RELEVANCE OF CYSTEIN-RICH SECRETORY PROTEINS FOR MALE FERTILITY

WEIGEL MUÑOZ, MARIANA; SULZYK, VALERIA ; CURCI, LUDMILA; CUASNICU, PATRICIA S

Congreso; REUNIÓN ANUAL DE SOCIEDADES DE BIOCIENCIA 2019; 2019

RELEVANCE OF CYSTEIN-RICH SECRETORY PROTEINS FOR MALE FERTILITYLudmila CURCI | Valeria SULZYK | Mariana WEIGEL MUÑOZ | Patricia CUASNICÚCysteine-rich secretory protein (CRISP) 1, 2, 3 and 4 are mainly expressed in the reproductive tract and have key roles in mammalian fertilization. In spite of this, knockout (KO) mice for each individual protein are fertile whereas double KO (DKO) CRISP1/CRISP4 are subfertile, suggesting the existence of compensatory mechanisms between homologous CRISP family members. Recent results from our lab revealed that DKO CRISP1/CRISP3 are also subfertile. Based on this, the aim of the present work was to investigate the mechanisms underlying the lower fertility rates observed in these animals. In order to do this, we first analyzed the percentage of fertilized eggs recovered from the ampulla of superovulated females mated by DKO1/3 or control males.

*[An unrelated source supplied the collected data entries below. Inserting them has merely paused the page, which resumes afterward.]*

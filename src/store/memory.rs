//! In-memory host store backed by a real files directory.
//!
//! Records live in a mutex-guarded map; files are copied to the same
//! [`FileLayout`] a real host uses, so extraction, publishing and the
//! gateway see genuine paths.

use super::{ArchiveStore, GalleyStore};
use crate::config::FileLayout;
use crate::error::MarkupError;
use crate::model::{
    ArticleId, ArtifactId, FileId, JobId, PublishedArtifact, StoredFile, SupplementaryArchive,
};
use async_trait::async_trait;
use chrono::{DateTime, Utc};
use std::collections::HashMap;
use std::path::Path;
use std::sync::{Mutex, MutexGuard};
use tracing::{debug, warn};

#[derive(Debug, Default)]
struct Tables {
    archives: HashMap<ArticleId, SupplementaryArchive>,
    files: HashMap<FileId, StoredFile>,
    galleys: Vec<PublishedArtifact>,
    next_file: u64,
    next_galley: u64,
}

impl Tables {
    fn next_file_id(&mut self) -> FileId {
        self.next_file += 1;
        FileId(self.next_file)
    }
}

#[derive(Debug)]
pub struct MemoryStore {
    layout: FileLayout,
    tables: Mutex<Tables>,
}

impl MemoryStore {
    pub fn new(layout: FileLayout) -> Self {
        Self {
            layout,
            tables: Mutex::new(Tables::default()),
        }
    }

    pub fn layout(&self) -> &FileLayout {
        &self.layout
    }

    fn lock(&self) -> Result<MutexGuard<'_, Tables>, MarkupError> {
        self.tables
            .lock()
            .map_err(|_| MarkupError::Store("store lock poisoned".into()))
    }

    /// Copy an uploaded document in as the article's archive file.
    ///
    /// This is what the host does when an author uploads a new version.
    pub async fn upload_source(
        &self,
        article: ArticleId,
        source: &Path,
    ) -> Result<StoredFile, MarkupError> {
        self.ensure_archive(article).await?;
        let name = source
            .file_name()
            .map(|n| n.to_string_lossy().into_owned())
            .ok_or_else(|| MarkupError::Store(format!("{} has no file name", source.display())))?;
        let mime = crate::pipeline::publish::detect_mime(source).await;
        self.attach_file(article, source, &name, &mime).await
    }

    /// Look up a registered file.
    pub fn file(&self, id: FileId) -> Result<Option<StoredFile>, MarkupError> {
        Ok(self.lock()?.files.get(&id).cloned())
    }
}

#[async_trait]
impl ArchiveStore for MemoryStore {
    async fn find_archive(
        &self,
        article: ArticleId,
    ) -> Result<Option<SupplementaryArchive>, MarkupError> {
        Ok(self.lock()?.archives.get(&article).cloned())
    }

    async fn ensure_archive(
        &self,
        article: ArticleId,
    ) -> Result<SupplementaryArchive, MarkupError> {
        let mut t = self.lock()?;
        Ok(t.archives
            .entry(article)
            .or_insert_with(|| SupplementaryArchive::new(article))
            .clone())
    }

    async fn set_pending_job(
        &self,
        article: ArticleId,
        job: Option<(JobId, DateTime<Utc>)>,
    ) -> Result<(), MarkupError> {
        let mut t = self.lock()?;
        let archive = t
            .archives
            .get_mut(&article)
            .ok_or_else(|| MarkupError::Store(format!("article {article} has no archive")))?;
        let (job, since) = job.map_or((None, None), |(j, s)| (Some(j), Some(s)));
        archive.pending_job = job;
        archive.pending_since = since;
        Ok(())
    }

    async fn attach_file(
        &self,
        article: ArticleId,
        source: &Path,
        file_name: &str,
        mime_type: &str,
    ) -> Result<StoredFile, MarkupError> {
        let folder = self.layout.supp_folder(article);
        tokio::fs::create_dir_all(&folder)
            .await
            .map_err(|e| MarkupError::io(&folder, e))?;
        let target = folder.join(file_name);

        let previous = self
            .lock()?
            .archives
            .get(&article)
            .and_then(|a| a.file.clone());

        tokio::fs::copy(source, &target)
            .await
            .map_err(|e| MarkupError::io(source, e))?;
        if let Some(prev) = &previous {
            if prev.path != target {
                if let Err(e) = tokio::fs::remove_file(&prev.path).await {
                    warn!(
                        "Article {}: could not remove replaced file {}: {}",
                        article,
                        prev.path.display(),
                        e
                    );
                }
            }
        }

        let mut t = self.lock()?;
        let file_id = match &previous {
            Some(prev) => prev.file_id,
            None => t.next_file_id(),
        };
        let stored = StoredFile {
            file_id,
            file_name: file_name.to_string(),
            path: target,
            mime_type: mime_type.to_string(),
        };
        t.files.insert(file_id, stored.clone());
        let archive = t
            .archives
            .entry(article)
            .or_insert_with(|| SupplementaryArchive::new(article));
        archive.file = Some(stored.clone());
        debug!("Article {} archive file is now {}", article, file_name);
        Ok(stored)
    }
}

#[async_trait]
impl GalleyStore for MemoryStore {
    async fn galleys(&self, article: ArticleId) -> Result<Vec<PublishedArtifact>, MarkupError> {
        Ok(self
            .lock()?
            .galleys
            .iter()
            .filter(|g| g.article_id == article)
            .cloned()
            .collect())
    }

    async fn register_file(
        &self,
        article: ArticleId,
        path: &Path,
        mime_type: &str,
    ) -> Result<StoredFile, MarkupError> {
        if !path.starts_with(self.layout.supp_folder(article)) {
            return Err(MarkupError::Store(format!(
                "{} is outside article {article}'s folder",
                path.display()
            )));
        }
        let file_name = path
            .file_name()
            .map(|n| n.to_string_lossy().into_owned())
            .unwrap_or_default();
        let mut t = self.lock()?;
        let file_id = t.next_file_id();
        let stored = StoredFile {
            file_id,
            file_name,
            path: path.to_path_buf(),
            mime_type: mime_type.to_string(),
        };
        t.files.insert(file_id, stored.clone());
        Ok(stored)
    }

    async fn insert_galley(
        &self,
        article: ArticleId,
        label: &str,
        file: FileId,
    ) -> Result<ArtifactId, MarkupError> {
        let mut t = self.lock()?;
        t.next_galley += 1;
        let id = ArtifactId(t.next_galley);
        t.galleys.push(PublishedArtifact {
            id,
            article_id: article,
            label: label.to_string(),
            file_id: file,
        });
        Ok(id)
    }

    async fn update_galley_file(
        &self,
        galley: ArtifactId,
        file: FileId,
    ) -> Result<(), MarkupError> {
        let mut t = self.lock()?;
        let g = t
            .galleys
            .iter_mut()
            .find(|g| g.id == galley)
            .ok_or_else(|| MarkupError::Store(format!("no galley {galley}")))?;
        g.file_id = file;
        Ok(())
    }
}
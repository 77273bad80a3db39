//! Host persistence seams.
//!
//! The journal application owns articles, supplementary files and galleys.
//! This crate reaches them only through the two traits below, so it can be
//! embedded in any host that can answer them. [`MemoryStore`] is a complete
//! in-process implementation used by the CLI and the tests.

pub mod memory;

pub use memory::MemoryStore;

use crate::error::MarkupError;
use crate::model::{
    ArticleId, ArtifactId, FileId, JobId, PublishedArtifact, StoredFile, SupplementaryArchive,
};
use async_trait::async_trait;
use chrono::{DateTime, Utc};
use std::path::Path;

/// Access to each article's "Document Markup Files" record.
#[async_trait]
pub trait ArchiveStore: Send + Sync {
    async fn find_archive(
        &self,
        article: ArticleId,
    ) -> Result<Option<SupplementaryArchive>, MarkupError>;

    /// Return the archive record, creating an empty one on first use.
    async fn ensure_archive(&self, article: ArticleId)
        -> Result<SupplementaryArchive, MarkupError>;

    /// Record (or clear, with `None`) the outstanding server job.
    async fn set_pending_job(
        &self,
        article: ArticleId,
        job: Option<(JobId, DateTime<Utc>)>,
    ) -> Result<(), MarkupError>;

    /// Copy `source` in as the archive's backing file.
    ///
    /// The first call creates the host file; later calls overwrite it in
    /// place and keep its [`FileId`].
    async fn attach_file(
        &self,
        article: ArticleId,
        source: &Path,
        file_name: &str,
        mime_type: &str,
    ) -> Result<StoredFile, MarkupError>;
}

/// Access to an article's galleys and the files they link to.
#[async_trait]
pub trait GalleyStore: Send + Sync {
    async fn galleys(&self, article: ArticleId) -> Result<Vec<PublishedArtifact>, MarkupError>;

    /// Register a file that already sits in the article's folders.
    async fn register_file(
        &self,
        article: ArticleId,
        path: &Path,
        mime_type: &str,
    ) -> Result<StoredFile, MarkupError>;

    async fn insert_galley(
        &self,
        article: ArticleId,
        label: &str,
        file: FileId,
    ) -> Result<ArtifactId, MarkupError>;

    async fn update_galley_file(&self, galley: ArtifactId, file: FileId)
        -> Result<(), MarkupError>;
}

As no significant differences between groups in these in vivo fertilization rates were observed, the recovered fertilized oocytes from both groups were incubated in vitro for additional 5 days to analyze their subsequent development. Results showed that the percentage of oocytes from mutant males that reached the blastocyst stage under these conditions was significantly lower than that corresponding to controls, suggesting that CRISP1 and CRISP3 may be important for early embryo development. To investigate potential functional deficiencies in mutant sperm that could be responsible for these observations, DKO1/3 and control sperm were co-incubated in vitro with eggs (surrounded by both cumulus oophorus and zona pellucida or denuded of these coats) and the percentage of fertilized eggs determined. Results revealed significantly lower fertilization rates for mutant than for control sperm, confirming defects in mutant sperm fertilizing ability. Together, these observations support the role of CRISP1 and CRISP3 for male fertility and fertilization and contribute to a better understanding of how paternal factors could impact on embryo development.